=== EXERCISE AIM ===
Nothing outside the range below should be printed. Output exactly the lines from the line with "use std::path::PathBuf;" to the line with "#[derive(Parser, Debug)]", both included.

=== THE INPUT ===
= = = = = = =

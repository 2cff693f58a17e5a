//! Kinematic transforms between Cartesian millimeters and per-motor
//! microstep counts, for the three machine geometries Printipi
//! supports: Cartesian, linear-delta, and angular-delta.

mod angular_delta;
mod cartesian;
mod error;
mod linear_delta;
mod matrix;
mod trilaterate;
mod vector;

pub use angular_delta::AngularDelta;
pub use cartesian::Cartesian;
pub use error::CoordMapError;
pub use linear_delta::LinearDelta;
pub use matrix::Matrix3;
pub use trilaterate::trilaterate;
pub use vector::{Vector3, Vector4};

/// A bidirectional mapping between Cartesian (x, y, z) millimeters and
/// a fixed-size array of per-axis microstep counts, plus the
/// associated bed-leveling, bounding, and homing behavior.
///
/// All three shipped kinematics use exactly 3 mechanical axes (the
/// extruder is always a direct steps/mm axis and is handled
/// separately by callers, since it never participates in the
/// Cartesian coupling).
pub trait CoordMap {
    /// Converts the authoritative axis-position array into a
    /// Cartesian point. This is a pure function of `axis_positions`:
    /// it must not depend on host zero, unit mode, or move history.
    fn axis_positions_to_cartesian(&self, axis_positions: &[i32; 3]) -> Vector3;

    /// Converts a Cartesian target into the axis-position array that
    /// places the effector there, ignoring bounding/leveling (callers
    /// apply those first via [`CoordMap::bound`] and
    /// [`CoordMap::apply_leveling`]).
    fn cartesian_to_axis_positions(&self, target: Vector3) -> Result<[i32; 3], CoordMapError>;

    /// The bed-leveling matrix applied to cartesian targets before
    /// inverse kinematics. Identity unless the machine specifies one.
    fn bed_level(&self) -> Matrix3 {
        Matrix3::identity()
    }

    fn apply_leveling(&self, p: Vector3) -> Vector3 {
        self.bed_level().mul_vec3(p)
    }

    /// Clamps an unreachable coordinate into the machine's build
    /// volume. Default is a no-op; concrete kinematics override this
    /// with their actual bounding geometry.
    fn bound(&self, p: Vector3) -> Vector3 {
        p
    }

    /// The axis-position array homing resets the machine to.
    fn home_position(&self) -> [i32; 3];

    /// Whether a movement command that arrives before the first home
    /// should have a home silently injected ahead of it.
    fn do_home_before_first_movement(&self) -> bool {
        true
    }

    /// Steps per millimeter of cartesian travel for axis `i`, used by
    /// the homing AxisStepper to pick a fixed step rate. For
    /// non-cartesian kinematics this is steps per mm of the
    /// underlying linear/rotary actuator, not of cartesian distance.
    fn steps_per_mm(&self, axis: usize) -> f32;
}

= = = = = = =

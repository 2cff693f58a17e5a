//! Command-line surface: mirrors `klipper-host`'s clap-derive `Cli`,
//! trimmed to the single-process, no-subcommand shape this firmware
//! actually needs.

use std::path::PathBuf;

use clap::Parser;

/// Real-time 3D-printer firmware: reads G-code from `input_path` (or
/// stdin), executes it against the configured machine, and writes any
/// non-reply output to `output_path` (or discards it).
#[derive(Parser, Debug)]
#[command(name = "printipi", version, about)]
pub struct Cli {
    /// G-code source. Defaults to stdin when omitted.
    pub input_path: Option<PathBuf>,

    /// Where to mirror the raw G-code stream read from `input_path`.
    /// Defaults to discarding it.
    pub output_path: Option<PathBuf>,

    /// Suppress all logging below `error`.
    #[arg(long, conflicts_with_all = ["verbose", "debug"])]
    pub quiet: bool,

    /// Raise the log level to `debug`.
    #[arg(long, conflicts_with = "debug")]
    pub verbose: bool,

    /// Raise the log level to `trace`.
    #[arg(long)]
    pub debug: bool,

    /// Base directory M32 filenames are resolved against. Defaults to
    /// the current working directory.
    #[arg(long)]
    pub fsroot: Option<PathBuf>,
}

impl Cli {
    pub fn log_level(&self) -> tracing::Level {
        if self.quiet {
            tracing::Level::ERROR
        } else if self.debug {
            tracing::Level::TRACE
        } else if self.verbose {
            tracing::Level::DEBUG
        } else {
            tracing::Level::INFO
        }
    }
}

= = = = = = =

=== ANSWER TO THE EXERCISE ===
use std::path::PathBuf;

use clap::Parser;

/// Real-time 3D-printer firmware: reads G-code from `input_path` (or
/// stdin), executes it against the configured machine, and writes any
/// non-reply output to `output_path` (or discards it).
#[derive(Parser, Debug)]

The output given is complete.